Il est important de pouvoir passer de l’un à l’autre en fonction du message qu’on veut envoyer à nos élèves. Il faut absolument montrer ces deux facettes à nos élèves et bien faire la distinction entre les deux.


L’idée à travers ces pratiques, c’est de réduire au maximum les comportements de type “fight, flight, freeze” chez nos élèves. Ça ne se fait pas du jour au lendemain. Il faut un certain temps pour pouvoir établir un nouveau climat dans une classe ; cela demande donc de la persévérance, et d’être capable de mettre en place ce genre de communication non verbale sur le long terme.


Ce n’est pas simple de changer nos pratiques, surtout si on est loin de tout ça pour le moment. En plein milieu de l’année scolaire, on a peut-être certains élèves qui nous mettent sur les nerfs avant même de rentrer en classe. On peut être entré dans un cycle vicieux avec une classe qui nous épuise particulièrement. Mais il n’est jamais trop tard pour essayer de modifier les choses.
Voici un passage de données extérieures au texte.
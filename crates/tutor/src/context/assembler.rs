//! Prompt assembly under a token budget.
//!
//! A prompt is built from these sections, in order:
//!
//! 1. **Preamble** (persona, behaviour, output format): never truncated
//! 2. **Code** (the student's current code): dropped last
//! 3. **Problem** (active problem or an instruction to pick one): title clamped
//! 4. **History** (recent user/tutor turns): window shrinks first
//! 5. **Instruction** (evaluation requests only): never truncated
//! 6. **Cue** (`<TutorName>:`)
//!
//! When the estimate exceeds the budget, the history window walks down the
//! configured sequence (default `5 → 3 → 1 → 0`), then the code section is
//! dropped. Construction fails if the fixed sections alone cannot fit, so
//! every prompt this assembler returns is within budget.
//!
//! # Determinism
//!
//! Assembly is a pure function of its inputs: no randomness, no clock, no I/O.

use serde::{Deserialize, Serialize};
use zerotohire_core::message::Role;
use zerotohire_core::problem::{ActiveProblemRef, Difficulty, ProblemId};
use zerotohire_core::session::Session;

use crate::context::preamble::{self, MAX_TITLE_CHARS, STUDENT_LABEL};
use crate::context::token::estimate_tokens;

const SECTION_SEPARATOR: &str = "\n\n";

// ── Types ─────────────────────────────────────────────────────────────────

/// The model's context window, split into prompt and reply allowances.
#[derive(Debug, Clone, Copy, PartialEq, Eq, Serialize, Deserialize)]
pub struct PromptBudget {
    pub model_context_tokens: usize,
    pub reserved_output_tokens: usize,
    pub safety_margin: usize,
}

impl PromptBudget {
    /// Tokens available for the assembled prompt.
    pub fn available(&self) -> usize {
        self.model_context_tokens
            .saturating_sub(self.reserved_output_tokens)
            .saturating_sub(self.safety_margin)
    }
}

impl Default for PromptBudget {
    fn default() -> Self {
        Self {
            model_context_tokens: 4096,
            reserved_output_tokens: 400,
            safety_margin: 128,
        }
    }
}

/// An assembled prompt plus how it was built.
#[derive(Debug, Clone)]
pub struct AssembledPrompt {
    pub text: String,
    pub metadata: AssemblyMetadata,
}

/// Details of one assembly.
#[derive(Debug, Clone, PartialEq, Eq, Serialize, Deserialize)]
pub struct AssemblyMetadata {
    /// Estimated tokens in the prompt.
    pub estimated_tokens: usize,
    /// Tokens available under the budget.
    pub budget: usize,
    /// The history window that fit.
    pub window_used: usize,
    /// History entries rendered.
    pub history_included: usize,
    /// History entries the largest window would have rendered but did not fit.
    pub history_dropped: usize,
    /// Whether a code section was rendered.
    pub code_included: bool,
    /// Whether a supplied code section was dropped to fit the budget.
    pub code_dropped: bool,
}

/// Errors from prompt assembly.
#[derive(Debug, Clone, PartialEq, Eq, thiserror::Error)]
pub enum AssemblyError {
    /// The fixed sections alone exceed the budget. Raised at construction.
    #[error("fixed prompt sections need {fixed_tokens} tokens but only {budget} are available")]
    BudgetTooSmall { fixed_tokens: usize, budget: usize },

    /// An instruction block cannot fit even with no history and no code.
    #[error("request is too large: needs {needed_tokens} prompt tokens, {budget} available")]
    InstructionTooLarge { needed_tokens: usize, budget: usize },

    /// The history window sequence is empty.
    #[error("at least one history window size is required")]
    NoWindows,
}

// ── Assembler ─────────────────────────────────────────────────────────────

/// Builds bounded prompts. Stateless; create one and reuse it.
#[derive(Debug, Clone)]
pub struct ContextAssembler {
    budget: PromptBudget,
    tutor_name: String,
    windows: Vec<usize>,
    preamble: String,
}

impl ContextAssembler {
    /// Create an assembler, checking that the fixed sections fit the budget.
    pub fn new(
        budget: PromptBudget,
        tutor_name: impl Into<String>,
        windows: Vec<usize>,
    ) -> Result<Self, AssemblyError> {
        if windows.is_empty() {
            return Err(AssemblyError::NoWindows);
        }

        let tutor_name = tutor_name.into();
        let assembler = Self {
            budget,
            preamble: preamble::preamble(&tutor_name),
            tutor_name,
            windows,
        };

        let fixed_tokens = assembler.fixed_overhead_tokens();
        if fixed_tokens > budget.available() {
            return Err(AssemblyError::BudgetTooSmall {
                fixed_tokens,
                budget: budget.available(),
            });
        }

        Ok(assembler)
    }

    /// Assembler with the default budget, persona "Alex", and windows `5, 3, 1, 0`.
    pub fn with_defaults() -> Result<Self, AssemblyError> {
        Self::new(PromptBudget::default(), "Alex", vec![5, 3, 1, 0])
    }

    pub fn tutor_name(&self) -> &str {
        &self.tutor_name
    }

    pub fn budget(&self) -> PromptBudget {
        self.budget
    }

    /// Assemble a conversational prompt.
    ///
    /// `code` should be `None` when code-in-context is switched off.
    pub fn assemble(&self, session: &Session, code: Option<&str>) -> AssembledPrompt {
        // With no instruction the fixed sections always fit; see `new`.
        self.build(session, code, None)
            .unwrap_or_else(|_| self.minimal(session))
    }

    /// Assemble a prompt with an extra instruction block before the cue.
    pub fn assemble_with_instruction(
        &self,
        session: &Session,
        code: Option<&str>,
        instruction: &str,
    ) -> Result<AssembledPrompt, AssemblyError> {
        self.build(session, code, Some(instruction))
    }

    fn build(
        &self,
        session: &Session,
        code: Option<&str>,
        instruction: Option<&str>,
    ) -> Result<AssembledPrompt, AssemblyError> {
        let available = self.budget.available();
        let dialogue: Vec<(Role, &str)> = session
            .dialogue()
            .map(|m| (m.role, m.content.as_str()))
            .collect();
        let largest_window = self.windows.iter().copied().max().unwrap_or(0);
        let history_wanted = largest_window.min(dialogue.len());
        let code = code.filter(|c| !c.trim().is_empty());
        let problem = session.active_problem.as_ref();

        let code_options: &[bool] = if code.is_some() { &[true, false] } else { &[false] };
        for &with_code in code_options {
            let windows: &[usize] = if with_code {
                &self.windows
            } else if code.is_some() {
                // Code is only dropped once the history is already empty.
                &[0]
            } else {
                &self.windows
            };

            for &window in windows {
                let take = window.min(dialogue.len());
                let history = &dialogue[dialogue.len() - take..];
                let text = self.render(
                    problem,
                    if with_code { code } else { None },
                    history,
                    instruction,
                );
                let estimated_tokens = estimate_tokens(&text);

                if estimated_tokens <= available {
                    let metadata = AssemblyMetadata {
                        estimated_tokens,
                        budget: available,
                        window_used: window,
                        history_included: take,
                        history_dropped: history_wanted.saturating_sub(take),
                        code_included: with_code,
                        code_dropped: code.is_some() && !with_code,
                    };
                    tracing::debug!(
                        tokens = estimated_tokens,
                        budget = available,
                        window,
                        code_included = with_code,
                        "Prompt assembled"
                    );
                    return Ok(AssembledPrompt { text, metadata });
                }
            }
        }

        let needed_tokens = estimate_tokens(&self.render(problem, None, &[], instruction));
        Err(AssemblyError::InstructionTooLarge {
            needed_tokens,
            budget: available,
        })
    }

    /// Preamble, problem section, and cue only.
    fn minimal(&self, session: &Session) -> AssembledPrompt {
        let text = self.render(session.active_problem.as_ref(), None, &[], None);
        let estimated_tokens = estimate_tokens(&text);
        AssembledPrompt {
            text,
            metadata: AssemblyMetadata {
                estimated_tokens,
                budget: self.budget.available(),
                window_used: 0,
                history_included: 0,
                history_dropped: 0,
                code_included: false,
                code_dropped: false,
            },
        }
    }

    fn render(
        &self,
        problem: Option<&ActiveProblemRef>,
        code: Option<&str>,
        history: &[(Role, &str)],
        instruction: Option<&str>,
    ) -> String {
        let mut sections: Vec<String> = Vec::with_capacity(6);
        sections.push(self.preamble.clone());

        if let Some(code) = code {
            sections.push(preamble::code_section(code));
        }

        sections.push(preamble::problem_section(problem));

        if !history.is_empty() {
            let turns: Vec<String> = history
                .iter()
                .map(|(role, content)| self.render_turn(*role, content))
                .collect();
            sections.push(turns.join("\n"));
        }

        if let Some(instruction) = instruction {
            sections.push(instruction.trim().to_string());
        }

        sections.push(preamble::cue(&self.tutor_name));
        sections.join(SECTION_SEPARATOR)
    }

    fn render_turn(&self, role: Role, content: &str) -> String {
        let label = match role {
            Role::User => STUDENT_LABEL,
            _ => self.tutor_name.as_str(),
        };
        format!("{label}: {}", content.trim())
    }

    /// Tokens for the sections that are never dropped, using the largest
    /// problem section this assembler can render.
    fn fixed_overhead_tokens(&self) -> usize {
        let widest = ActiveProblemRef {
            id: ProblemId(0),
            title: "W".repeat(MAX_TITLE_CHARS),
            difficulty: Difficulty::Unknown,
        };
        let with_problem = estimate_tokens(&self.render(Some(&widest), None, &[], None));
        let without_problem = estimate_tokens(&self.render(None, None, &[], None));
        with_problem.max(without_problem)
    }
}
/// A committed code review.
#[derive(Debug, Clone, Serialize, Deserialize)]
pub struct EvaluationOutcome {
    pub kind: SubmissionKind,
    pub turn: TurnOutcome,
}

/// A committed problem selection.
#[derive(Debug, Clone, Serialize, Deserialize)]
pub struct SelectionOutcome {
    pub problem: Problem,
    /// Cascade stage for request-based selection; `None` when picked by id
    pub stage: Option<RetrievalStage>,
    /// The synthesized intro message
    pub message: Message,
    pub session: Session,
}

/// A summary of the session for status displays.
#[derive(Debug, Clone, Serialize, Deserialize)]
pub struct SessionStatus {
    pub state: SessionState,
    pub active_problem: Option<ActiveProblemRef>,
    pub completed: bool,
    pub messages: usize,
    pub include_code_in_context: bool,
    pub busy: bool,
    pub engine: String,
    pub store: String,
    pub corpus_size: usize,
}

struct PreparedTurn {
    prompt: AssembledPrompt,
    problem_id: Option<ProblemId>,
    params: GenerationParams,
}

#[derive(Debug, Clone, Copy)]
struct InputLimits {
    history_fetch: usize,
    message_chars: usize,
    code_chars: usize,
}

// ── Controller ────────────────────────────────────────────────────────────

/// Orchestrates one student's tutoring session.
///
/// Cheap to clone; clones share the engine, store, corpus, and turn lock.
#[derive(Clone)]
pub struct SessionController {
    engine: Arc<dyn InferenceEngine>,
    store: Arc<dyn SessionStore>,
    corpus: Arc<dyn ProblemCorpus>,
    assembler: ContextAssembler,
    cleaner: ResponseCleaner,
    retriever: Arc<ProblemRetriever>,
    chat_params: GenerationParams,
    evaluation_params: GenerationParams,
    limits: InputLimits,
    lock_policy: LockPolicy,
    turn_lock: Arc<Mutex<()>>,
    rng: Arc<StdMutex<StdRng>>,
}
Si tu veux tenter le coup, essaie de mettre en place une seule petite nouveauté dès que tu retourneras dans une classe. Il peut s’agir d’essayer une nouvelle habitude, comme d’attendre systématiquement le silence pour continuer à parler à toute la classe. Tu peux décider d’être plus concentrée sur tes deux types de communication non verbale, et de vraiment marquer la différence entre les moments où tu dois être crédible devant ta classe, en faisant l’effort conscient de parler plus doucement, d’être droite sur tes deux pieds et de ne pas bouger, et puis de changer ton comportement pour être plus approchable quand tu dois interagir avec un seul élève. Essaie quelque chose, et observe comment ton changement de comportement va modifier le comportement de l’ensemble de tes élèves.


La semaine prochaine, on verra comment renforcer encore la constance dans tes pratiques en mettant en place des routines prédictibles pour tes élèves. La prédictibilité et la constance sont deux armes pour encore diminuer les risques de comportements “fight, flight or freeze” de la part de tes élèves.